Probable electric power supply of the building
The probable electric supply method of the building depends on:
●
●
the expected sum of the simultaneous electric power demand, and
the site and the surroundings of the building.
The site of the building usually determines its electric power infrastructure and supply
methods. The electric power infrastructure depends on the building density of the plot
(downtown, suburbs, rural, etc.). The structure and the density of the plot determine
the electrical power demand [kW/km2] of the area, which forecasts the probable
electrical infrastructure as well.
The electrical devices in the buildings are utilizing 0.4 kV (400/230 V) network. The
power network is underground cable network in case of dense downtown areas and
air cable network supported by columns in case of suburbian and rural areas.
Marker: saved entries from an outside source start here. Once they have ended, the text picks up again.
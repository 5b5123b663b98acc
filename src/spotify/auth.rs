use chrono::Utc;
use reqwest::{Client, Url};

use crate::{
    config::SpotifyConfig,
    error::{ConfigError, SpotifyError},
    types::{Token, TokenResponse},
};

use super::expect_status;

/// Talks to the Spotify accounts service on behalf of one registered
/// application.
#[derive(Debug, Clone)]
pub struct SpotifyAuth {
    http: Client,
    config: SpotifyConfig,
}

impl SpotifyAuth {
    pub fn new(config: SpotifyConfig) -> Self {
        Self {
            http: Client::new(),
            config,
        }
    }

    /// Builds the URL the user opens to grant access.
    ///
    /// The `state` value comes back on the redirect and lets the caller check
    /// that the code belongs to this authorization attempt.
    pub fn authorize_url(&self, state: &str) -> Result<Url, ConfigError> {
        Url::parse_with_params(
            &self.config.auth_url,
            &[
                ("response_type", "code"),
                ("client_id", self.config.client_id.as_str()),
                ("redirect_uri", self.config.redirect_uri.as_str()),
                ("scope", self.config.scope.as_str()),
                ("state", state),
            ],
        )
        .map_err(|e| ConfigError::InvalidUrl {
            key: "SPOTIFY_AUTH_URL",
            message: e.to_string(),
        })
    }

    /// Exchanges an authorization code for an access token.
    ///
    /// The client authenticates with HTTP basic auth (client id and secret).
    /// Any status other than 200 fails with the raw response text.
    pub async fn exchange_code(&self, code: &str) -> Result<Token, SpotifyError> {
        self.request_token(
            &[
                ("grant_type", "authorization_code"),
                ("code", code),
                ("redirect_uri", self.config.redirect_uri.as_str()),
            ],
            "Failed to exchange authorization code",
        )
        .await
    }

    /// Requests an app-only token with the client-credentials grant.
    ///
    /// Used at startup to find out early whether the configured client id
    /// and secret are accepted.
    pub async fn client_credentials(&self) -> Result<Token, SpotifyError> {
        self.request_token(
            &[("grant_type", "client_credentials")],
            "Failed to retrieve access token",
        )
        .await
    }

    /// Refreshes an expired access token. Spotify may omit a new refresh
    /// token, in which case the old one is kept.
    pub async fn refresh(&self, refresh_token: &str) -> Result<Token, SpotifyError> {
        let mut token = self
            .request_token(
                &[
                    ("grant_type", "refresh_token"),
                    ("refresh_token", refresh_token),
                ],
                "Failed to refresh access token",
            )
            .await?;

        if token.refresh_token.is_none() {
            token.refresh_token = Some(refresh_token.to_string());
        }
        Ok(token)
    }

    async fn request_token(
        &self,
        form: &[(&str, &str)],
        context: &'static str,
    ) -> Result<Token, SpotifyError> {
        let response = self
            .http
            .post(&self.config.token_url)
            .basic_auth(&self.config.client_id, Some(&self.config.client_secret))
            .form(form)
            .send()
            .await?;

        let response = expect_status(response, 200, context).await?;
        let json: TokenResponse = response.json().await?;

        Ok(Token {
            access_token: json.access_token,
            refresh_token: json.refresh_token,
            scope: json.scope,
            expires_in: json.expires_in,
            obtained_at: Utc::now().timestamp() as u64,
        })
    }
}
This electrical network is always supplied by a transofrmer. The transformer supplied
by a mid-range electrical network:
in dense, downtown areas the transformer is supplied by a 10kV
electric power network, this is a so called 10/0.4 kV transformer. In
such areas the low- and mid-power electrical networks are
underground cable infrastructures,
in suburbian and rural areas the transformer is supplied by a 20kV
air-cable power network, this is a so called 20/0.4 kV transformer. In
such areas the low- and mid-power electrical networks are open air
cable infrastructures supported by columns.
The electric power demand of the building may vary between the range of a couple of
10kW and couple of 100kW, depending on the size and the function of the building. If
the specific power demand of the building is relatively small, it can be considered to
provide the electric power supply using the available 0.4 kV underground- or
overhead line network. In such case the existing electric network must have
adequate free capacity to supply the demand of the new building. The actual value of
this „realtively small” demand might vary depending on the location and on the
building in the practice such information must be provided by the corresponding
electric authorities.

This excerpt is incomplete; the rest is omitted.